*** Opening Dataset extract ***

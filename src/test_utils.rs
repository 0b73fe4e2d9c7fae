// SPDX-License-Identifier: MPL-2.0
//! Test helpers shared by the unit tests.
//!
//! Offsets and heights are `f32` pixels, so comparisons go through the
//! `approx` macros instead of `assert_eq!`.

pub use approx::assert_abs_diff_eq;

/// Tolerance for pixel comparisons.
pub const PX_EPSILON: f32 = 1e-4;

use crate::notifications::{Message, Props, Renderer};
use std::collections::HashMap;

/// Renderer double that records every call and reports scripted heights.
#[derive(Debug, Default)]
pub struct RecordingRenderer {
    next: u32,
    /// Height reported for each mounted instance, keyed by notification id.
    pub heights: HashMap<String, f32>,
    /// Offset last pushed to each live instance.
    pub offsets: HashMap<String, f32>,
    pub visible: HashMap<String, bool>,
    /// Ids of instances whose slot carried rich content.
    pub slotted: Vec<String>,
    pub mounted: Vec<String>,
    pub unmounted: Vec<String>,
    instances: HashMap<u32, String>,
}

impl RecordingRenderer {
    pub fn new() -> Self {
        Self::default()
    }

    /// Scripts the height that the next mounts with `id` will report.
    pub fn with_height(mut self, id: &str, height: f32) -> Self {
        self.heights.insert(id.to_string(), height);
        self
    }

    pub fn offset_of(&self, id: &str) -> f32 {
        self.offsets.get(id).copied().unwrap_or(f32::NAN)
    }
}

impl Renderer for RecordingRenderer {
    type Instance = u32;

    fn mount(&mut self, props: &Props, slot: Option<&Message>) -> u32 {
        self.next += 1;
        let id = props.id.to_string();
        self.instances.insert(self.next, id.clone());
        self.offsets.insert(id.clone(), props.offset);
        self.visible.insert(id.clone(), true);
        if slot.is_some() {
            self.slotted.push(id.clone());
        }
        self.mounted.push(id);
        self.next
    }

    fn unmount(&mut self, instance: u32) {
        if let Some(id) = self.instances.remove(&instance) {
            self.offsets.remove(&id);
            self.unmounted.push(id);
        }
    }

    fn set_offset(&mut self, instance: &u32, offset: f32) {
        if let Some(id) = self.instances.get(instance) {
            self.offsets.insert(id.clone(), offset);
        }
    }

    fn set_visible(&mut self, instance: &u32, visible: bool) {
        if let Some(id) = self.instances.get(instance) {
            self.visible.insert(id.clone(), visible);
        }
    }

    fn rendered_height(&self, instance: &u32) -> Option<f32> {
        self.instances
            .get(instance)
            .and_then(|id| self.heights.get(id))
            .copied()
    }
}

*** Closing Dataset extract ***

Problem requirements:
Among the entries, how many lines include the word "RecordingRenderer"? Answer with only the number.

Your solution:
3